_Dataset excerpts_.
--- --- ---

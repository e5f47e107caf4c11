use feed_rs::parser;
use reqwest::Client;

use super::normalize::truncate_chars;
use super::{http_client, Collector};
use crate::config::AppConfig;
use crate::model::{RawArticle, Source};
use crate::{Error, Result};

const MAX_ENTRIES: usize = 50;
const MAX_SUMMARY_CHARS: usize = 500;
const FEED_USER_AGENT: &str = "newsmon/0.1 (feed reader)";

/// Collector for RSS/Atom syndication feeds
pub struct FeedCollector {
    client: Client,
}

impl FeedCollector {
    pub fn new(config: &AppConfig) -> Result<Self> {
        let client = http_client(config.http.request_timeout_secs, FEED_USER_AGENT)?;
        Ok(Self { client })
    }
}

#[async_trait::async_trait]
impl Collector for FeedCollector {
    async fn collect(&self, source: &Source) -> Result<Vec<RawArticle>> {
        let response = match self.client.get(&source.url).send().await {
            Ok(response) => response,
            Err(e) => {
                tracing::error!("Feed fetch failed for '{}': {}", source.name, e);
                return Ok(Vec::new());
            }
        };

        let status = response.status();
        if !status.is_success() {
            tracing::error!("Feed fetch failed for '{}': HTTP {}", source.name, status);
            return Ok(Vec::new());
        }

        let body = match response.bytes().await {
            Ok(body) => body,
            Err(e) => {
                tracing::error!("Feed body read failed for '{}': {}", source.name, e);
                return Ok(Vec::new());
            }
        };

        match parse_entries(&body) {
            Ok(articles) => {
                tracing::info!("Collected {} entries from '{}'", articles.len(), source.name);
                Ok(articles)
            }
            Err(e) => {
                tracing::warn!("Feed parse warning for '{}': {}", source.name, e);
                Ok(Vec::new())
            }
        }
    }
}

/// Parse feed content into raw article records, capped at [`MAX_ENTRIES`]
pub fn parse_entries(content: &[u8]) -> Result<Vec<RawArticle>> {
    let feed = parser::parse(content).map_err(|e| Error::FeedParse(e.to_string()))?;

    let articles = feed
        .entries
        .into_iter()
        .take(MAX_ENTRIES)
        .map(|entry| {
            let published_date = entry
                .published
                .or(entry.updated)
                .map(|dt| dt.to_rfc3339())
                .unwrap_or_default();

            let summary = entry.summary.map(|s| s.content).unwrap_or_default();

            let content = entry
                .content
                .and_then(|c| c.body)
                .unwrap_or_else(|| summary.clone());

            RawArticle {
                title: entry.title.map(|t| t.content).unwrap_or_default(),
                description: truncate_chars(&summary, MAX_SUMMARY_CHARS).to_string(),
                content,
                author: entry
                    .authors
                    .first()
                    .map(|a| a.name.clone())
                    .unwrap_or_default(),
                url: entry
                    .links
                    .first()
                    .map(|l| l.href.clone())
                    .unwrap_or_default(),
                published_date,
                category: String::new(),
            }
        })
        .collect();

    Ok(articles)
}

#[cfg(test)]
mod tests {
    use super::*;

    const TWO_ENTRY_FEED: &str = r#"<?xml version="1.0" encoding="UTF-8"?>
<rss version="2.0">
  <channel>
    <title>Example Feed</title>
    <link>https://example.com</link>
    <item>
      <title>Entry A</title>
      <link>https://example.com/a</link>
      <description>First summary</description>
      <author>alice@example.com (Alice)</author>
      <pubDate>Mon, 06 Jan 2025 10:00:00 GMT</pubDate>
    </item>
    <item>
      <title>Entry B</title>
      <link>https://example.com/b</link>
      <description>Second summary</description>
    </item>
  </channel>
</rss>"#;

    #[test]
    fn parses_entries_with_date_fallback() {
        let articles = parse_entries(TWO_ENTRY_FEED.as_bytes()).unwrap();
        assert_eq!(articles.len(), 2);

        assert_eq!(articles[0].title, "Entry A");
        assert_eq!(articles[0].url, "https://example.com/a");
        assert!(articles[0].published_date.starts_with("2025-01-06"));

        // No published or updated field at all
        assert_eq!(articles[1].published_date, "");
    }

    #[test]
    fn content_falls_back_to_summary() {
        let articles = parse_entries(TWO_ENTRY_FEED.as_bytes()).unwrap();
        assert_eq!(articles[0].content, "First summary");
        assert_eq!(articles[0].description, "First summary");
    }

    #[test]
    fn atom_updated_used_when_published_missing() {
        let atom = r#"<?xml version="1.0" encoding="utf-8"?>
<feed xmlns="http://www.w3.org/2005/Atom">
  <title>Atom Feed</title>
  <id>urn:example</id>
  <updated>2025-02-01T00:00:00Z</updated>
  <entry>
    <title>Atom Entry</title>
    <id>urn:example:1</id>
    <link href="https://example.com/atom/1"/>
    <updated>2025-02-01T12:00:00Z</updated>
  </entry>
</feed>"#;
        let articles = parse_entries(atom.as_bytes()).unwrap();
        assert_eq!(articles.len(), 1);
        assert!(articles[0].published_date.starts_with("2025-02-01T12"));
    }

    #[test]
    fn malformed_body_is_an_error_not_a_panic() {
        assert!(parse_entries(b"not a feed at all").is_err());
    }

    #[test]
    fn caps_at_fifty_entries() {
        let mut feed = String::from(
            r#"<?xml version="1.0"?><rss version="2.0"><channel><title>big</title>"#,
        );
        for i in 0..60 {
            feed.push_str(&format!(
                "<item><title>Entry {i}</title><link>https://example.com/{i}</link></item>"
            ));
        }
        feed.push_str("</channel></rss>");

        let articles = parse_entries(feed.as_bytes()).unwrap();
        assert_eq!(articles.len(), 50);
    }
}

--- --- ---

_Aim of the task_.
All entries above are to be reproduced exactly.

_Reply to the exercise_.
repository e5f47e107caf4c11
use feed_rs::parser;
use reqwest::Client;

use super::normalize::truncate_chars;
use super::{http_client, Collector};
use crate::config::AppConfig;
use crate::model::{RawArticle, Source};
use crate::{Error, Result};

const MAX_ENTRIES: usize = 50;
const MAX_SUMMARY_CHARS: usize = 500;
const FEED_USER_AGENT: &str = "newsmon/0.1 (feed reader)";

/// Collector for RSS/Atom syndication feeds
pub struct FeedCollector {
    client: Client,
}

impl FeedCollector {
    pub fn new(config: &AppConfig) -> Result<Self> {
        let client = http_client(config.http.request_timeout_secs, FEED_USER_AGENT)?;
        Ok(Self { client })
    }
}

#[async_trait::async_trait]
impl Collector for FeedCollector {
    async fn collect(&self, source: &Source) -> Result<Vec<RawArticle>> {
        let response = match self.client.get(&source.url).send().await {
            Ok(response) => response,
            Err(e) => {
                tracing::error!("Feed fetch failed for '{}': {}", source.name, e);
                return Ok(Vec::new());
            }
        };

        let status = response.status();
        if !status.is_success() {
            tracing::error!("Feed fetch failed for '{}': HTTP {}", source.name, status);
            return Ok(Vec::new());
        }

        let body = match response.bytes().await {
            Ok(body) => body,
            Err(e) => {
                tracing::error!("Feed body read failed for '{}': {}", source.name, e);
                return Ok(Vec::new());
            }
        };

        match parse_entries(&body) {
            Ok(articles) => {
                tracing::info!("Collected {} entries from '{}'", articles.len(), source.name);
                Ok(articles)
            }
            Err(e) => {
                tracing::warn!("Feed parse warning for '{}': {}", source.name, e);
                Ok(Vec::new())
            }
        }
    }
}

/// Parse feed content into raw article records, capped at [`MAX_ENTRIES`]
pub fn parse_entries(content: &[u8]) -> Result<Vec<RawArticle>> {
    let feed = parser::parse(content).map_err(|e| Error::FeedParse(e.to_string()))?;

    let articles = feed
        .entries
        .into_iter()
        .take(MAX_ENTRIES)
        .map(|entry| {
            let published_date = entry
                .published
                .or(entry.updated)
                .map(|dt| dt.to_rfc3339())
                .unwrap_or_default();

            let summary = entry.summary.map(|s| s.content).unwrap_or_default();

            let content = entry
                .content
                .and_then(|c| c.body)
                .unwrap_or_else(|| summary.clone());

            RawArticle {
                title: entry.title.map(|t| t.content).unwrap_or_default(),
                description: truncate_chars(&summary, MAX_SUMMARY_CHARS).to_string(),
                content,
                author: entry
                    .authors
                    .first()
                    .map(|a| a.name.clone())
                    .unwrap_or_default(),
                url: entry
                    .links
                    .first()
                    .map(|l| l.href.clone())
                    .unwrap_or_default(),
                published_date,
                category: String::new(),
            }
        })
        .collect();

    Ok(articles)
}

#[cfg(test)]
mod tests {
    use super::*;

    const TWO_ENTRY_FEED: &str = r#"<?xml version="1.0" encoding="UTF-8"?>
<rss version="2.0">
  <channel>
    <title>Example Feed</title>
    <link>https://example.com</link>
    <item>
      <title>Entry A</title>
      <link>https://example.com/a</link>
      <description>First summary</description>
      <author>alice@example.com (Alice)</author>
      <pubDate>Mon, 06 Jan 2025 10:00:00 GMT</pubDate>
    </item>
    <item>
      <title>Entry B</title>
      <link>https://example.com/b</link>
      <description>Second summary</description>
    </item>
  </channel>
</rss>"#;

    #[test]
    fn parses_entries_with_date_fallback() {
        let articles = parse_entries(TWO_ENTRY_FEED.as_bytes()).unwrap();
        assert_eq!(articles.len(), 2);

        assert_eq!(articles[0].title, "Entry A");
        assert_eq!(articles[0].url, "https://example.com/a");
        assert!(articles[0].published_date.starts_with("2025-01-06"));

        // No published or updated field at all
        assert_eq!(articles[1].published_date, "");
    }

    #[test]
    fn content_falls_back_to_summary() {
        let articles = parse_entries(TWO_ENTRY_FEED.as_bytes()).unwrap();
        assert_eq!(articles[0].content, "First summary");
        assert_eq!(articles[0].description, "First summary");
    }

    #[test]
    fn atom_updated_used_when_published_missing() {
        let atom = r#"<?xml version="1.0" encoding="utf-8"?>
<feed xmlns="http://www.w3.org/2005/Atom">
  <title>Atom Feed</title>
  <id>urn:example</id>
  <updated>2025-02-01T00:00:00Z</updated>
  <entry>
    <title>Atom Entry</title>
    <id>urn:example:1</id>
    <link href="https://example.com/atom/1"/>
    <updated>2025-02-01T12:00:00Z</updated>
  </entry>
</feed>"#;
        let articles = parse_entries(atom.as_bytes()).unwrap();
        assert_eq!(articles.len(), 1);
        assert!(articles[0].published_date.starts_with("2025-02-01T12"));
    }

    #[test]
    fn malformed_body_is_an_error_not_a_panic() {
        assert!(parse_entries(b"not a feed at all").is_err());
    }

    #[test]
    fn caps_at_fifty_entries() {
        let mut feed = String::from(
            r#"<?xml version="1.0"?><rss version="2.0"><channel><title>big</title>"#,
        );
        for i in 0..60 {
            feed.push_str(&format!(
                "<item><title>Entry {i}</title><link>https://example.com/{i}</link></item>"
            ));
        }
        feed.push_str("</channel></rss>");

        let articles = parse_entries(feed.as_bytes()).unwrap();
        assert_eq!(articles.len(), 50);
    }
}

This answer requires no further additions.